На самом деле власть над природой, которая сводится к тому, чтобы выстроить, застрелить, поджарить, это всего лишь полдела. Богатое по значению слово природа означает также человеческую природу, и над ней также следует властвовать. Уже на самых примитивных стадиях общественной жизни человек сознает, что он что-то должен. У животного, которое заботится о своем потомстве и защищает его, не может быть признано наличие такого сознания, хотя мы и любим животных за то, что они это делают. Только в человеческом сознании забота становится долгом. Этот долг лишь в малой степени определяется природными отношениями, такими, как материнство или защита семьи. Понятие долга уже довольно рано разрастается в разного рода табу, условностях, правилах поведения, формах отправления культа. Удобство употребления слова табу привело в широких кругах к идущей от материализма недооценке этического характера так называемых примитивных культур. Не говоря уже о социологическом направлении, которое, даже когда судит о развитых культурах, с неслыханной, поистине современной, наивностью все, что зовется моралью, правом, страхом Божьим, просто помещает в одну бутыль с этикеткой Табу.

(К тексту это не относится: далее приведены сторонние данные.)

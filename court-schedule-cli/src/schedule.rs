use std::path::Path;

use court_schedule_core::compute_schedule;

use crate::config::{RosterFile, TeamEntry};
use crate::sheet::{SheetRenderer, TeamList};
use crate::utils::Prompt;
use crate::Error;

pub fn from_file(path: &Path) -> Result<(), Error> {
    log::info!("Reading roster from {}", path.display());

    let file = RosterFile::from_file(path)?.with_environment();
    print(&file)
}

/// Reads teams from the terminal until a blank first name or `max_teams` is reached.
pub fn enter(title: Option<String>) -> Result<(), Error> {
    let mut file = RosterFile {
        title,
        ..Default::default()
    }
    .with_environment();

    for number in 1..=file.max_teams {
        let first = match Prompt::new(&format!("Team {} player 1 (blank to finish)", number))
            .read()?
        {
            Some(first) if !first.is_empty() => first,
            _ => break,
        };

        let second = Prompt::new(&format!("Team {} player 2", number))
            .read()?
            .unwrap_or_default();

        file.teams.push(TeamEntry::new(first, second));
    }

    println!();
    print(&file)
}

fn print(file: &RosterFile) -> Result<(), Error> {
    let roster = file.roster()?;
    let schedule = compute_schedule(roster.len())?;

    log::info!(
        "Scheduled {} matches for {} teams",
        schedule.len(),
        roster.len()
    );

    let back_to_back = schedule.back_to_back();
    if !back_to_back.is_empty() {
        log::warn!(
            "{} matches directly follow a match of the same team",
            back_to_back.len()
        );
    }

    let mut renderer = SheetRenderer::new(file.title.clone(), file.matches_per_sheet);
    schedule.render(&roster, &mut renderer)?;

    println!("{}", TeamList(&roster));
    print!("{}", renderer);

    Ok(())
}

Этическим содержанием наделено чувство долга в том случае, когда речь идет об обязанности по отношению к человеку, установлению, требованию духовного свойства, – обязанности, от которой можно было бы уклониться. Такие этнологи, как Малиновский, доказали несостоятельность мнения, что в примитивных культурах люди следовали предписаниям общественного долга механически и непреложно. Если в какой-либо общественной группе такие предписания, как правило, соблюдают, то это происходит под воздействием полноценного морального импульса, и тем самым основное условие власти над природой выполняется в форме обуздания собственной человеческой природы.
Чем более в культуре особые чувства долга упорядочены и объединены единым принципом человеческой зависимости от некой высшей силы, тем чище и плодотворнее будет реализовано понятие, присущее всякой подлинной культуре, а именно понятие служения. – От богослужения до служения тому, кто является вышестоящим согласно простым общественным отношениям. Искоренение понятия служения из народного сознания было самым разрушительным делом поверхностного рационализма XVIII столетия.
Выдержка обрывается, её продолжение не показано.